■ **What you have to do**:
Only the lines that contain the string "PersistenceInstruction" belong in the answer; pull them from the records.

■ **Listed records**:

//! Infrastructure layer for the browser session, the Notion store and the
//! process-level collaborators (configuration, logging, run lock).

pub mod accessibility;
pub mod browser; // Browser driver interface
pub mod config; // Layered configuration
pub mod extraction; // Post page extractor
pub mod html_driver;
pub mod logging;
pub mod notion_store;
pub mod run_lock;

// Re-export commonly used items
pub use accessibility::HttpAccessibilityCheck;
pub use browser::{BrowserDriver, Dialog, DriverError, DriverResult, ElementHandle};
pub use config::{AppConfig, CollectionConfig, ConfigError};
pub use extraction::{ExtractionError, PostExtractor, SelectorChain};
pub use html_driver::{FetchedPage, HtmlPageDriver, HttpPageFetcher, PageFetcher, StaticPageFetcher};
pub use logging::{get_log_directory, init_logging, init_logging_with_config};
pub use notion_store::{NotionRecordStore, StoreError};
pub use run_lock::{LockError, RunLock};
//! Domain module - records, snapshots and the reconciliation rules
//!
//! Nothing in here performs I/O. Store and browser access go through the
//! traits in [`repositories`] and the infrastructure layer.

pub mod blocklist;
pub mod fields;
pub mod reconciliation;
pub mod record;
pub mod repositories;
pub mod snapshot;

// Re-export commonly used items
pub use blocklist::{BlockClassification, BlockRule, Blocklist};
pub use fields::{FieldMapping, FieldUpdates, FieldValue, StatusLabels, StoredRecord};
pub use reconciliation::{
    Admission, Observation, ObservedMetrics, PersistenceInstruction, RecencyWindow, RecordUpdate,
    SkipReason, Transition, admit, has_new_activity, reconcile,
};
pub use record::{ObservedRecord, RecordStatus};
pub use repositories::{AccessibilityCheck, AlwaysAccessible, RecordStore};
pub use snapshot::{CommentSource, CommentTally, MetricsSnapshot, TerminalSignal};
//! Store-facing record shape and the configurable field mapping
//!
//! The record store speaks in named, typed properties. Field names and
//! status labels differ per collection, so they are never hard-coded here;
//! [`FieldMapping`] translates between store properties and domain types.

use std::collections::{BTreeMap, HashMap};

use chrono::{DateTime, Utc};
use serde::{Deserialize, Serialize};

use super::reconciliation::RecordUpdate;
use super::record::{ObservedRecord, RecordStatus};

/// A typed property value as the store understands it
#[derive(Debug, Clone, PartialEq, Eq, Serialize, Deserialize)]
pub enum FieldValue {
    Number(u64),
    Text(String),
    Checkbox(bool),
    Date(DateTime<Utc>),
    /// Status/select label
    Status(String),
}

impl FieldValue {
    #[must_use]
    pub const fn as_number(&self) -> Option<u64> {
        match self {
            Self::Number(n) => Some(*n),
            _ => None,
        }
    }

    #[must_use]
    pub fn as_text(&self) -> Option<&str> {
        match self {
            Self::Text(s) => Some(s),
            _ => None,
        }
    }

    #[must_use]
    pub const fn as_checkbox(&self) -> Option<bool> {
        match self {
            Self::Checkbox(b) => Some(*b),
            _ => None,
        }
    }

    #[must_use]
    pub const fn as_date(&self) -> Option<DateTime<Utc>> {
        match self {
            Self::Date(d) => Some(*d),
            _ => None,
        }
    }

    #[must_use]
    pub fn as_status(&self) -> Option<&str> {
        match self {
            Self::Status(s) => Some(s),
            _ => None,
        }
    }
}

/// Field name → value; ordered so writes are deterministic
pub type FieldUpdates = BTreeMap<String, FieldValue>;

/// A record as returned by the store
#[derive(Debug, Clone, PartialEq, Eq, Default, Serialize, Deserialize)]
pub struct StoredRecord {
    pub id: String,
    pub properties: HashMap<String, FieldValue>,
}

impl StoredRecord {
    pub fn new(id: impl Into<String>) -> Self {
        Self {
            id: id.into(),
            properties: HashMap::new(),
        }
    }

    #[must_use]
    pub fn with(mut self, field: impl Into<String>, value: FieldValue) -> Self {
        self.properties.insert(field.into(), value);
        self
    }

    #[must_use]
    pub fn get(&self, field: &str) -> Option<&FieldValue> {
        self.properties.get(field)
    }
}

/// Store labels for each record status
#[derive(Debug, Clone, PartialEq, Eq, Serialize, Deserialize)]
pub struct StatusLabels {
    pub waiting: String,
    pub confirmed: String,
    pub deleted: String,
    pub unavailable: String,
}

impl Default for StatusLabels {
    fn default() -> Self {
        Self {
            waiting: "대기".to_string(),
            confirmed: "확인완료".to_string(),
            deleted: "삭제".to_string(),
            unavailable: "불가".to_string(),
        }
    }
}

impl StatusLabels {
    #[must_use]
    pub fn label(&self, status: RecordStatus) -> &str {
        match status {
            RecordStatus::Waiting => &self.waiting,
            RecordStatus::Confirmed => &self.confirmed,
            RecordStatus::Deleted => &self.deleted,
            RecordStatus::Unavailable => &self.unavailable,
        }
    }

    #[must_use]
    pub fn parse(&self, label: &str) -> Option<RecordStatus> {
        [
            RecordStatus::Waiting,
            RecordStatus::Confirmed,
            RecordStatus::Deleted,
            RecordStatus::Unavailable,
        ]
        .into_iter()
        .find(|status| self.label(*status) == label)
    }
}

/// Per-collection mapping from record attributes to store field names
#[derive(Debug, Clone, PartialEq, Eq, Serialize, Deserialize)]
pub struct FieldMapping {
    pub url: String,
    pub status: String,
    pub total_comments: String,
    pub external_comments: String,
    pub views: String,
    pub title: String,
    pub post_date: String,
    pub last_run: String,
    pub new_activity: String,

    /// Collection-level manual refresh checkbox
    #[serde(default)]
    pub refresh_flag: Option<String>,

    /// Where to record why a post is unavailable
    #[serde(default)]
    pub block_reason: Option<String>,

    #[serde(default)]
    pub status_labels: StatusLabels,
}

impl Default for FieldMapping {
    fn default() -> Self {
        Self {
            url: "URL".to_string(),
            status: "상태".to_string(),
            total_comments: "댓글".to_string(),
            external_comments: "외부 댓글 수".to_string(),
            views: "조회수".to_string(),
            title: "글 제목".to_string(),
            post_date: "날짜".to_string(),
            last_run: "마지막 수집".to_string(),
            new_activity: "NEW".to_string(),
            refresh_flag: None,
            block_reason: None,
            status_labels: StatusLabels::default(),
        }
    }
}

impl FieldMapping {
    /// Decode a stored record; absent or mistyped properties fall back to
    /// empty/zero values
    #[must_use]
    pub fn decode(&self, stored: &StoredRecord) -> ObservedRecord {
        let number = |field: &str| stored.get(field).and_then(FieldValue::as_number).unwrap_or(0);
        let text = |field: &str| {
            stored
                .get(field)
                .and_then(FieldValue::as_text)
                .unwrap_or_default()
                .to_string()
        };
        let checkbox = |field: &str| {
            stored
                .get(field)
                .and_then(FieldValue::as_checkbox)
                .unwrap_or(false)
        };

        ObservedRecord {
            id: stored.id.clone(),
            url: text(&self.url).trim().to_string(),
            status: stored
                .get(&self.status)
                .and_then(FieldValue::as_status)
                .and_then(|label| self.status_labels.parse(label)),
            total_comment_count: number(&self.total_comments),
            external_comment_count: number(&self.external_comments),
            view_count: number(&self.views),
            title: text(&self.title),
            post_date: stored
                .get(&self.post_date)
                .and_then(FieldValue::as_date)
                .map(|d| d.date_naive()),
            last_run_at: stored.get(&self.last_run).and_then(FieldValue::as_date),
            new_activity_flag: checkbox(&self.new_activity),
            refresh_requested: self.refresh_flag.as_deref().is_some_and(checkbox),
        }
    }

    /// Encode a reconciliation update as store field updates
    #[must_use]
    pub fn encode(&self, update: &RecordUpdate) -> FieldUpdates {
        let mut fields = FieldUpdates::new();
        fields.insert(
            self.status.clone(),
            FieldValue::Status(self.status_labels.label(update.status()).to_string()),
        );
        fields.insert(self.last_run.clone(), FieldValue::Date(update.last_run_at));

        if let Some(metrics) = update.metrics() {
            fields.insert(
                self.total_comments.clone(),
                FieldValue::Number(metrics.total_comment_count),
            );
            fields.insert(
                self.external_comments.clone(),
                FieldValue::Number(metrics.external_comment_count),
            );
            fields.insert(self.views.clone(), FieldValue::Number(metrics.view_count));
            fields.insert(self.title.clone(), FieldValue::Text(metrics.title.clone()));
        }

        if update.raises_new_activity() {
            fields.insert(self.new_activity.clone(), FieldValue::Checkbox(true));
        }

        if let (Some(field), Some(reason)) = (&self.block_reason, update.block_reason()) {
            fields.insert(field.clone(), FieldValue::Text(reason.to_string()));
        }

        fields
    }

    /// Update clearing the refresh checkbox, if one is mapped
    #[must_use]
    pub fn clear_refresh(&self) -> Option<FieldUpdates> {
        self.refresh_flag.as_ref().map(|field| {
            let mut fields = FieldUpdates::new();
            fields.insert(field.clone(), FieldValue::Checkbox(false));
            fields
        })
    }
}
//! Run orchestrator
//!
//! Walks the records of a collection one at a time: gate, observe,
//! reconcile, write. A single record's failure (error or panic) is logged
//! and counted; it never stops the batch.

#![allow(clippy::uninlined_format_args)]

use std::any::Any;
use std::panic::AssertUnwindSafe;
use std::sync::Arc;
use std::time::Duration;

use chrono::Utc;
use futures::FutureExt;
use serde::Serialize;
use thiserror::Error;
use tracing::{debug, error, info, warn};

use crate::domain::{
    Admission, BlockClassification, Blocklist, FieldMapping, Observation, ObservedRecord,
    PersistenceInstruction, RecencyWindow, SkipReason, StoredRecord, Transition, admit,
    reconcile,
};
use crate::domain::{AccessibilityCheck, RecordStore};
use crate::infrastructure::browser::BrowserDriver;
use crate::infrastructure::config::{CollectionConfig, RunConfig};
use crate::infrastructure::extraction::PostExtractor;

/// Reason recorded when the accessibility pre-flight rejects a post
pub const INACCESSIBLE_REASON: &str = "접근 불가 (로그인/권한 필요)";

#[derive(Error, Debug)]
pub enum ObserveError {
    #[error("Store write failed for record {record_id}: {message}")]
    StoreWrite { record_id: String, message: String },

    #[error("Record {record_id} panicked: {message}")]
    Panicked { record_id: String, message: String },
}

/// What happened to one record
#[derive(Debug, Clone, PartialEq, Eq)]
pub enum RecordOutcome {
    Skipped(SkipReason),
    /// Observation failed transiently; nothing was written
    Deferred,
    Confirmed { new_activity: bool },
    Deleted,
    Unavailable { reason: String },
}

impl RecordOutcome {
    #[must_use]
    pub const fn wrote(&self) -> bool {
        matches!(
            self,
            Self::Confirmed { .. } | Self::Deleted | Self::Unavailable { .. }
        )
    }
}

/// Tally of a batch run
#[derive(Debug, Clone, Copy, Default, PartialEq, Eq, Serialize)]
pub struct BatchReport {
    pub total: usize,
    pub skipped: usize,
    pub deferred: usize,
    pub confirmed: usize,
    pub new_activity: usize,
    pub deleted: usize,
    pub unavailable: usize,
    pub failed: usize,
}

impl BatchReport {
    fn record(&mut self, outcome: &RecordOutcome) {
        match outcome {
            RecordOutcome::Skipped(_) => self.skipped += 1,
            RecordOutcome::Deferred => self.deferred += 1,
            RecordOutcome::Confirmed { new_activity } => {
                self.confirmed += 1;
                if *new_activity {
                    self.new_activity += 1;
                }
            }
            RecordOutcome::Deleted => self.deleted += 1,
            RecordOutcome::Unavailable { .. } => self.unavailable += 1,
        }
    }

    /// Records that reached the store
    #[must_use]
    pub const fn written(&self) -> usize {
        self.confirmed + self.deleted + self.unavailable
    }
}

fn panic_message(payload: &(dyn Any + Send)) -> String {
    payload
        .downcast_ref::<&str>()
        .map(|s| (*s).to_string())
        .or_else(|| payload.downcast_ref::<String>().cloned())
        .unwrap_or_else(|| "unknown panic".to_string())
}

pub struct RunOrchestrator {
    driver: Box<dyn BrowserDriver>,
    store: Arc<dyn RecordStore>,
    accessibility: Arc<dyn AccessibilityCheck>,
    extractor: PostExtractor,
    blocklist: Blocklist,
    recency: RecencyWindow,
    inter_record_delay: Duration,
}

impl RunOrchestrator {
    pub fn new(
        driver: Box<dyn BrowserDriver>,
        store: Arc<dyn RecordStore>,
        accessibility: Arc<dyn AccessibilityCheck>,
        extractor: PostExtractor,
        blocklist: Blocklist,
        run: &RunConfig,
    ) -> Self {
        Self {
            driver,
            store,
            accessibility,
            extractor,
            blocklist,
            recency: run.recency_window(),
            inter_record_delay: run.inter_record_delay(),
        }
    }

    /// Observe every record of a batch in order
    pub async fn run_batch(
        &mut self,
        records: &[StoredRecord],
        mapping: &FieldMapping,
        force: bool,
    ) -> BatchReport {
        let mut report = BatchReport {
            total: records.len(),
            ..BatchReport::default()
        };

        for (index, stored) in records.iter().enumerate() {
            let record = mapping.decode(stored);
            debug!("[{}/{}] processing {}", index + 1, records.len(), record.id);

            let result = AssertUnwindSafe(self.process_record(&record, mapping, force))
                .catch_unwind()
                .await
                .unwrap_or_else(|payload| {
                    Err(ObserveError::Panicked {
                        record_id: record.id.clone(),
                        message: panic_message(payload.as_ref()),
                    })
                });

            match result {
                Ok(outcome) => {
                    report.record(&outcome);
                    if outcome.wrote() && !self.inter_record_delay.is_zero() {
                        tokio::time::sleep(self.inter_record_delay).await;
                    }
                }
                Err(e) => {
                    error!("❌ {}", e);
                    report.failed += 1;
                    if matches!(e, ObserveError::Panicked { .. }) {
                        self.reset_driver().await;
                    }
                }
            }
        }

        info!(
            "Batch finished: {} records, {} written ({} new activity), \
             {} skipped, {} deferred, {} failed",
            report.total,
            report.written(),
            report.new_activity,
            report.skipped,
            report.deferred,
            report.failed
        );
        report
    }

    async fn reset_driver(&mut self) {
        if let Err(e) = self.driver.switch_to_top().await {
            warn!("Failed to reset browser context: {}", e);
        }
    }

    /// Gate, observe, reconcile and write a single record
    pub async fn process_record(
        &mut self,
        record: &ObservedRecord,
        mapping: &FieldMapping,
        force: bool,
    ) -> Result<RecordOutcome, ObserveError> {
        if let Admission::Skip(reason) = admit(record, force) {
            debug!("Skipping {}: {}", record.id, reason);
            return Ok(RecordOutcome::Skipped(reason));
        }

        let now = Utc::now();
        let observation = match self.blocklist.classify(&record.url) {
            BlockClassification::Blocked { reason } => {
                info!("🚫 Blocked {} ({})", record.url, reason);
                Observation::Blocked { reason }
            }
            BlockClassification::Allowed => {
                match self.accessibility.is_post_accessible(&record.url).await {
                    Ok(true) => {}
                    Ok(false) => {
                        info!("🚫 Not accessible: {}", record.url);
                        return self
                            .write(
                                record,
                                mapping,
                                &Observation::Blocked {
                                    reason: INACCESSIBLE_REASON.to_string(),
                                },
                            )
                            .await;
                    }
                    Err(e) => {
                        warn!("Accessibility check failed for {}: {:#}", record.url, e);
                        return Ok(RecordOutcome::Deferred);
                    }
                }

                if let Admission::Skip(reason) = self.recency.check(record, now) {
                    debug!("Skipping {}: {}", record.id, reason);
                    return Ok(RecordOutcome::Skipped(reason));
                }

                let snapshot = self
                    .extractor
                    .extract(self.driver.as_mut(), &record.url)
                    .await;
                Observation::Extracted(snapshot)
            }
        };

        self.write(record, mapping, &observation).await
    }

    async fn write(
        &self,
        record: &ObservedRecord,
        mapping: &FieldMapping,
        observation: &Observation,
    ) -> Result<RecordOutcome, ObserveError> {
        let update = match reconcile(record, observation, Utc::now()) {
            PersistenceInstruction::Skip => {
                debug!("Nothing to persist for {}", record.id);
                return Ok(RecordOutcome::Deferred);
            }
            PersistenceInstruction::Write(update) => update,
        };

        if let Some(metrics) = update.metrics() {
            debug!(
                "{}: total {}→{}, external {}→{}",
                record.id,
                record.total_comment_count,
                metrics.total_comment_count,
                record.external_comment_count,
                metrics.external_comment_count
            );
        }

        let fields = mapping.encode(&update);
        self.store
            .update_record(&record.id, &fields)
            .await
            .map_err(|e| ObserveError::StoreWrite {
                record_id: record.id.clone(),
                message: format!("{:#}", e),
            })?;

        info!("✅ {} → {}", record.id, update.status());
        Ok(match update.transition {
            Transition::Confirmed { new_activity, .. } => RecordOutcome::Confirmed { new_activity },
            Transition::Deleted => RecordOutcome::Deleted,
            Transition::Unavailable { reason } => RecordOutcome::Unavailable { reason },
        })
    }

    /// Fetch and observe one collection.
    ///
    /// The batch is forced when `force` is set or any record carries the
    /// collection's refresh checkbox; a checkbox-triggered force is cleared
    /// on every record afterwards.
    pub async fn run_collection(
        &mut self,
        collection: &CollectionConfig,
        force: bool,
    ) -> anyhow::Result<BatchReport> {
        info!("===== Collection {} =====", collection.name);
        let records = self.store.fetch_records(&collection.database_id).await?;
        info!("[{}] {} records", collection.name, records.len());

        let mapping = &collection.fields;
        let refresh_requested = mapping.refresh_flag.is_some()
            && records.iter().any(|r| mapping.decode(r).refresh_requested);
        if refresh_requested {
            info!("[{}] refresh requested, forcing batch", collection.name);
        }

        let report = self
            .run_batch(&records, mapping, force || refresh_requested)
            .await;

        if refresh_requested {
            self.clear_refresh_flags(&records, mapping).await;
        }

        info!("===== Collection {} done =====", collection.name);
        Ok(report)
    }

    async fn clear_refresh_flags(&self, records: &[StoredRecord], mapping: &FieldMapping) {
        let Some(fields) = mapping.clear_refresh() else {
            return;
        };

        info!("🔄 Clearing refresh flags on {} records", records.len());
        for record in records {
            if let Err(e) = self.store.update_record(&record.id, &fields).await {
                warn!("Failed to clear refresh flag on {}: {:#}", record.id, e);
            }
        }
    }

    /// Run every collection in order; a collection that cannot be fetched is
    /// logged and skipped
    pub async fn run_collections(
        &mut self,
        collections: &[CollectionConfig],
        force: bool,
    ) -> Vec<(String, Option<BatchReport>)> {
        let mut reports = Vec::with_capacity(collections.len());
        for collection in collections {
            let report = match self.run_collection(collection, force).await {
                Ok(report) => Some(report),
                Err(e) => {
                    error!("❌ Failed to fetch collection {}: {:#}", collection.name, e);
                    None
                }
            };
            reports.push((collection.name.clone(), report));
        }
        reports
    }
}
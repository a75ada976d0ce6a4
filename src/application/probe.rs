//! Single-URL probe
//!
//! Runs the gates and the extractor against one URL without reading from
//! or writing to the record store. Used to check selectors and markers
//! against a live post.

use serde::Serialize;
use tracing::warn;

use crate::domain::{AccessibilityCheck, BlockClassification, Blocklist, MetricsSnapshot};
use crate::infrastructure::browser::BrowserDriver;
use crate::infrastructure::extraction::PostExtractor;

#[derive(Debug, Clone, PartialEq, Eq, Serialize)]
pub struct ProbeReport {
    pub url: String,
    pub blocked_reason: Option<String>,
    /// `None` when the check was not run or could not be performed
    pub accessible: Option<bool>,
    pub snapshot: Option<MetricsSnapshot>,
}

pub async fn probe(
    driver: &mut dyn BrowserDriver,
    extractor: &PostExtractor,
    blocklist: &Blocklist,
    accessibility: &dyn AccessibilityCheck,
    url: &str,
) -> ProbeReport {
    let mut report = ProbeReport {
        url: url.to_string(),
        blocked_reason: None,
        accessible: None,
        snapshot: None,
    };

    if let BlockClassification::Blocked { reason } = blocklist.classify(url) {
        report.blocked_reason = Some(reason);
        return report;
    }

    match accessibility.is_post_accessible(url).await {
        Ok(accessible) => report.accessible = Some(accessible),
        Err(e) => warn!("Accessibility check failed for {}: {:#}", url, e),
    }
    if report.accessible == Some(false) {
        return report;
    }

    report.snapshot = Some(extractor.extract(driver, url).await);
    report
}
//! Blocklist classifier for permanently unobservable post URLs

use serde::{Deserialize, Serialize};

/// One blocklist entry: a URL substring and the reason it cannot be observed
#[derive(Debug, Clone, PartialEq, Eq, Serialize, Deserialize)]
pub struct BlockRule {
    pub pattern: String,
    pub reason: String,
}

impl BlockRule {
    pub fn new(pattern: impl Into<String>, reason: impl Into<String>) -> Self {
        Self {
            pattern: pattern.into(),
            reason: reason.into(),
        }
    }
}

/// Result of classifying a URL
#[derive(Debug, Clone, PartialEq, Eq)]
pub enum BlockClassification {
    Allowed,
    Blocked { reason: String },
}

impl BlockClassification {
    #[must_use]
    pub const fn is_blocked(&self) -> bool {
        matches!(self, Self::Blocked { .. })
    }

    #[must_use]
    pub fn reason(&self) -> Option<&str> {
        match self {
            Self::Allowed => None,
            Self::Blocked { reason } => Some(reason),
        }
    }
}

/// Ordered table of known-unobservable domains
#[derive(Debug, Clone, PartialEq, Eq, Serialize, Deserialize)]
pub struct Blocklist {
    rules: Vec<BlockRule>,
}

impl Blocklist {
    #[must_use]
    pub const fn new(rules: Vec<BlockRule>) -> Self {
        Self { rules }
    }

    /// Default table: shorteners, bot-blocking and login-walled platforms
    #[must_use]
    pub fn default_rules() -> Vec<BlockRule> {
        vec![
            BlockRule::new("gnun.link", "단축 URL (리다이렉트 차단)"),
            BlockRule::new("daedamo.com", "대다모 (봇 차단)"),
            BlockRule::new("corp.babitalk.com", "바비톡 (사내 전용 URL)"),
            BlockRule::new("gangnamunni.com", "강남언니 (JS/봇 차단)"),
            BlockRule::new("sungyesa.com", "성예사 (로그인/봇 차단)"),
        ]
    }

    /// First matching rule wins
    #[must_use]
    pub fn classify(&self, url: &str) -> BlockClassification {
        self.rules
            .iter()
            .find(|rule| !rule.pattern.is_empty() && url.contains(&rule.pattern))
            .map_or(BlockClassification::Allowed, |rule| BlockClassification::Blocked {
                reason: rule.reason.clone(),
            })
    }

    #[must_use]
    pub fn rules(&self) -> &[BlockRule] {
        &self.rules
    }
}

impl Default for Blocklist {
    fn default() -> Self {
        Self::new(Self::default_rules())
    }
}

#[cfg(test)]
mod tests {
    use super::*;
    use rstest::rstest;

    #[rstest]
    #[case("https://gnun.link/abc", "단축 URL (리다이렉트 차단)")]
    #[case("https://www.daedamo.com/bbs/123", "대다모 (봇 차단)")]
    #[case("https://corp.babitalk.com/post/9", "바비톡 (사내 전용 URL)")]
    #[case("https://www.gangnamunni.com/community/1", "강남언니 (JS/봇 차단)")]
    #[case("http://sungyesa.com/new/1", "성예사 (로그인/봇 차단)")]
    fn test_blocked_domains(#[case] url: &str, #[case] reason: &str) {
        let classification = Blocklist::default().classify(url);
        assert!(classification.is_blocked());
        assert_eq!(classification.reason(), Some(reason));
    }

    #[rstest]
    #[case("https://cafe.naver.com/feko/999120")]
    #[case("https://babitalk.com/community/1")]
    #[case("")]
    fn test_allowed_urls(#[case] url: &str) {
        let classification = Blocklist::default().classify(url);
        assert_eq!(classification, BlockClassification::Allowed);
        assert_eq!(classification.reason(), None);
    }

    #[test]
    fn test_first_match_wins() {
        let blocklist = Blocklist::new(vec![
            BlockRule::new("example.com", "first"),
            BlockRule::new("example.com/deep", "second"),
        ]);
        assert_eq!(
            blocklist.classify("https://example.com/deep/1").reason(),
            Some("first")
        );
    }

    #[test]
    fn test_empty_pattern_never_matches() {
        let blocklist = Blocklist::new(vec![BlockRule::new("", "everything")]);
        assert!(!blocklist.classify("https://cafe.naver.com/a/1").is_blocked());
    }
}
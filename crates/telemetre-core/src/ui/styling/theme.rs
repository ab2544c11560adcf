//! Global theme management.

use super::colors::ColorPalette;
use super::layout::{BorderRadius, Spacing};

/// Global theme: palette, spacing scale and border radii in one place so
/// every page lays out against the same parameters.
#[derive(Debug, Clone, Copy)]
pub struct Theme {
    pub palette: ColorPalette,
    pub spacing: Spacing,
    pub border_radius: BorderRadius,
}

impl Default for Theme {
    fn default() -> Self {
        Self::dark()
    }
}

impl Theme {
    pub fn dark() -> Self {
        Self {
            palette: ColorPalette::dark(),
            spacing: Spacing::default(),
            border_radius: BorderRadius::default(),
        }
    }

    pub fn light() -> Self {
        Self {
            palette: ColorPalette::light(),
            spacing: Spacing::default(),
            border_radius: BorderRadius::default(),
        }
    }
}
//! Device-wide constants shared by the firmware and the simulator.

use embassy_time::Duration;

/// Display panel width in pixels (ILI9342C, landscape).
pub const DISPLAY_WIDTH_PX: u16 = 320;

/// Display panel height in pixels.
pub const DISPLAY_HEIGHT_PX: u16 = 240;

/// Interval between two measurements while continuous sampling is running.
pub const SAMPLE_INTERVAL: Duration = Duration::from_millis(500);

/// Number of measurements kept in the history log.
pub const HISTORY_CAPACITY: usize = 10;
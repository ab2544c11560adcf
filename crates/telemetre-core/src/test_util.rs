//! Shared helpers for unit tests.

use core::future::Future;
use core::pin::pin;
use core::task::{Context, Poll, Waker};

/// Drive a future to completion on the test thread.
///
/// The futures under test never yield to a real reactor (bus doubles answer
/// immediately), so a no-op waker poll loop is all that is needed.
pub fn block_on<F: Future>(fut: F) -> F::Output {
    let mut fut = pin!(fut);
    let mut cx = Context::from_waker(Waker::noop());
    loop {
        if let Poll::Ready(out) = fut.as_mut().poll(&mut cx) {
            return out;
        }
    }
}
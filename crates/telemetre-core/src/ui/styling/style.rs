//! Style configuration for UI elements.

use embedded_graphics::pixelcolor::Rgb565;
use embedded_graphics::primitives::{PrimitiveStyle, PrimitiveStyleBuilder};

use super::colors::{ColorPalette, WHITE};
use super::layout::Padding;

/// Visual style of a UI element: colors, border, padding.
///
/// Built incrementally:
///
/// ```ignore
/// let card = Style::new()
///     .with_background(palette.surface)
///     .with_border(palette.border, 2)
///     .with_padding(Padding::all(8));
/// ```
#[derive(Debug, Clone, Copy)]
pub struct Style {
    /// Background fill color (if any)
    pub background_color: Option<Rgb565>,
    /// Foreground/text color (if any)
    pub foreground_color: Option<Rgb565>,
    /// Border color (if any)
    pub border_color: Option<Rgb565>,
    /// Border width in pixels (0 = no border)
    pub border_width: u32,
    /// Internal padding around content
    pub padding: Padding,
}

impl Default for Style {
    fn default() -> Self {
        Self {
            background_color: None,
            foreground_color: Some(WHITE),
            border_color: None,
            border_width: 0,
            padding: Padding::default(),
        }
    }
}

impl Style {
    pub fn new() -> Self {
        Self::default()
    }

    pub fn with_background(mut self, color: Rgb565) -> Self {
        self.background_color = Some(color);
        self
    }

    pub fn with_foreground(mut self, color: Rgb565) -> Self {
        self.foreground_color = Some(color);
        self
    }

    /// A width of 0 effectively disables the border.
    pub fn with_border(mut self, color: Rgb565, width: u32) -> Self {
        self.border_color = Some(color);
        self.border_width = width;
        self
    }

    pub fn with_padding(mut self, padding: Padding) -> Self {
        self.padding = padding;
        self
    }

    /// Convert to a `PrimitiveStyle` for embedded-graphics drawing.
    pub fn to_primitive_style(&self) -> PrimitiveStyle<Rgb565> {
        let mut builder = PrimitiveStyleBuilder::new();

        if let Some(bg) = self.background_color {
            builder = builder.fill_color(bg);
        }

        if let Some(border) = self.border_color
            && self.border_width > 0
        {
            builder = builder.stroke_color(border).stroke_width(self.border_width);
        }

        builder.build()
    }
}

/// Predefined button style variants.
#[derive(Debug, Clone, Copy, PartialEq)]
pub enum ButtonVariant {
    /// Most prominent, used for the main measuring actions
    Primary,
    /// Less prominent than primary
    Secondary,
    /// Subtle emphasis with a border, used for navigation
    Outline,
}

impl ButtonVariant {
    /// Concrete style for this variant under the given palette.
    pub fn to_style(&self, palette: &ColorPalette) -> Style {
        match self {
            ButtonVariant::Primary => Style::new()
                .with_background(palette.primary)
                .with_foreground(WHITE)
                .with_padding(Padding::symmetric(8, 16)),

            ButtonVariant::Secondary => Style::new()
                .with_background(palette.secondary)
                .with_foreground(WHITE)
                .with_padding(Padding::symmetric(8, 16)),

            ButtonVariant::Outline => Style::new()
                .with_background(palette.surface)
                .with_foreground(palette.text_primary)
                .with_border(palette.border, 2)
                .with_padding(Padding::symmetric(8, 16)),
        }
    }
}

■ **Output**:
    Admission, Observation, ObservedMetrics, PersistenceInstruction, RecencyWindow, RecordUpdate,
    PersistenceInstruction, RecencyWindow, SkipReason, StoredRecord, Transition, admit,
            PersistenceInstruction::Skip => {
            PersistenceInstruction::Write(update) => update,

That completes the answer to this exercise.